» WORK REQUIRED: Every line in the listing that holds "serde" counts once; state the total and nothing more.
**** DATASET RECORDS ****
//! Configuration management for triage.
//!
//! Loads configuration from ${TRIAGE_HOME}/config.toml with sensible defaults.

use std::fs;
use std::path::Path;

use anyhow::{Context, Result};
use serde::{Deserialize, Serialize};

/// Backend origin used when neither env nor config provides one.
///
/// Matches the graph backend's default local endpoint, which deployments
/// usually sit behind a reverse proxy for.
pub const DEFAULT_BASE_URL: &str = "http://localhost:8000";

/// Returns the default config template with comments.
///
/// This is embedded from default_config.toml at compile time.
/// To update, edit default_config.toml directly.
fn default_config_template() -> &'static str {
    include_str!("../default_config.toml")
}

pub mod paths {
    //! Path resolution for triage configuration.
    //!
    //! TRIAGE_HOME resolution order:
    //! 1. TRIAGE_HOME environment variable (if set)
    //! 2. ~/.config/triage (default)

    use std::path::PathBuf;

    /// Returns the triage home directory.
    pub fn triage_home() -> PathBuf {
        if let Ok(home) = std::env::var("TRIAGE_HOME") {
            return PathBuf::from(home);
        }

        dirs::home_dir()
            .map(|h| h.join(".config").join("triage"))
            .expect("Could not determine home directory")
    }

    /// Returns the path to the config.toml file.
    pub fn config_path() -> PathBuf {
        triage_home().join("config.toml")
    }
}

/// Main configuration structure.
#[derive(Debug, Clone, Default, Serialize, Deserialize)]
#[serde(default)]
pub struct Config {
    /// Backend base origin (e.g. "https://triage.example.com").
    /// Unset means the default local endpoint.
    pub base_url: Option<String>,
}

impl Config {
    /// Loads configuration from the default config path.
    pub fn load() -> Result<Self> {
        Self::load_from(&paths::config_path())
    }

    /// Loads configuration from a specific path.
    /// Returns defaults if file doesn't exist.
    pub fn load_from(path: &Path) -> Result<Self> {
        if path.exists() {
            let contents = fs::read_to_string(path)
                .with_context(|| format!("Failed to read config from {}", path.display()))?;
            toml::from_str(&contents)
                .with_context(|| format!("Failed to parse config from {}", path.display()))
        } else {
            Ok(Config::default())
        }
    }

    /// Returns the configured base URL if set and non-empty.
    pub fn effective_base_url(&self) -> Option<&str> {
        self.base_url
            .as_deref()
            .map(str::trim)
            .filter(|s| !s.is_empty())
    }

    /// Creates a default config file at the given path.
    /// Returns an error if the file already exists.
    pub fn init(path: &Path) -> Result<()> {
        if path.exists() {
            anyhow::bail!("Config file already exists at {}", path.display());
        }

        Self::write_config(path, default_config_template())
    }

    /// Writes config content to a file, creating parent directories as needed.
    /// Uses atomic write (temp file + rename) to prevent corruption.
    fn write_config(path: &Path, content: &str) -> Result<()> {
        if let Some(parent) = path.parent() {
            fs::create_dir_all(parent)
                .with_context(|| format!("Failed to create directory {}", parent.display()))?;
        }

        let tmp_path = path.with_extension("toml.tmp");
        fs::write(&tmp_path, content)
            .with_context(|| format!("Failed to write config to {}", tmp_path.display()))?;
        fs::rename(&tmp_path, path).with_context(|| {
            format!(
                "Failed to rename {} to {}",
                tmp_path.display(),
                path.display()
            )
        })?;

        Ok(())
    }
}
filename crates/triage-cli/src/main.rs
mod cli;

fn main() {
    if let Err(e) = cli::run() {
        eprintln!("{e:#}"); // pretty anyhow chain
        std::process::exit(1);
    }
}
****
» RESPONSE: 2